Filter the records below, keeping only lines with the string "last".

[Collected data entries]
▬▬▬

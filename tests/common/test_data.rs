//! Test data generation utilities.
//!
//! Synthetic sample grids and masks with known value patterns.

use ndarray::Array2;
use std::f64::consts::PI;
use std::path::Path;

/// Values increasing with the row index: row `r` holds `r` everywhere.
pub fn row_gradient(rows: usize, cols: usize) -> Array2<f64> {
    Array2::from_shape_fn((rows, cols), |(r, _)| r as f64)
}

/// Values increasing left to right from 0 to 1.
pub fn column_gradient(rows: usize, cols: usize) -> Array2<f64> {
    let last = (cols.max(2) - 1) as f64;
    Array2::from_shape_fn((rows, cols), |(_, c)| c as f64 / last)
}

/// A smooth field resembling a pressure pattern, with a few missing samples.
pub fn wavy_field(rows: usize, cols: usize) -> Array2<f64> {
    let mut field = Array2::from_shape_fn((rows, cols), |(r, c)| {
        let y = r as f64 / rows as f64;
        let x = c as f64 / cols as f64;
        1013.0 + 12.0 * (2.0 * PI * x).sin() * (PI * y).cos()
    });
    if rows > 2 && cols > 2 {
        field[[1, 1]] = f64::NAN;
        field[[rows - 2, cols - 2]] = f64::NAN;
    }
    field
}

/// A circular mask selecting samples near the center.
pub fn disc_mask(rows: usize, cols: usize) -> Array2<bool> {
    let (cy, cx) = (rows as f64 / 2.0, cols as f64 / 2.0);
    let radius = cy.min(cx) * 0.75;
    Array2::from_shape_fn((rows, cols), |(r, c)| {
        let (dy, dx) = (r as f64 + 0.5 - cy, c as f64 + 0.5 - cx);
        (dy * dy + dx * dx).sqrt() <= radius
    })
}

/// Write an array as JSON rows, `null` for non-finite samples.
pub fn write_array_json(path: &Path, array: &Array2<f64>) -> std::io::Result<()> {
    let rows: Vec<Vec<Option<f64>>> = array
        .rows()
        .into_iter()
        .map(|row| {
            row.iter()
                .map(|&v| if v.is_finite() { Some(v) } else { None })
                .collect()
        })
        .collect();
    std::fs::write(path, serde_json::to_string(&rows)?)
}

/// Write a mask as JSON rows of booleans.
pub fn write_mask_json(path: &Path, mask: &Array2<bool>) -> std::io::Result<()> {
    let rows: Vec<Vec<bool>> = mask.rows().into_iter().map(|row| row.to_vec()).collect();
    std::fs::write(path, serde_json::to_string(&rows)?)
}

#[cfg(test)]
mod tests {
    use super::*;

    #[test]
    fn test_disc_mask_selects_center_only() {
        let mask = disc_mask(20, 20);
        assert!(mask[[10, 10]]);
        assert!(!mask[[0, 0]]);
        assert!(!mask[[19, 19]]);
    }

    #[test]
    fn test_wavy_field_has_gaps() {
        let field = wavy_field(8, 8);
        assert!(field[[1, 1]].is_nan());
        assert_eq!(field.iter().filter(|v| v.is_nan()).count(), 2);
    }
}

▬▬▬

• [Expected output]
    let last = (cols.max(2) - 1) as f64;
    Array2::from_shape_fn((rows, cols), |(_, c)| c as f64 / last)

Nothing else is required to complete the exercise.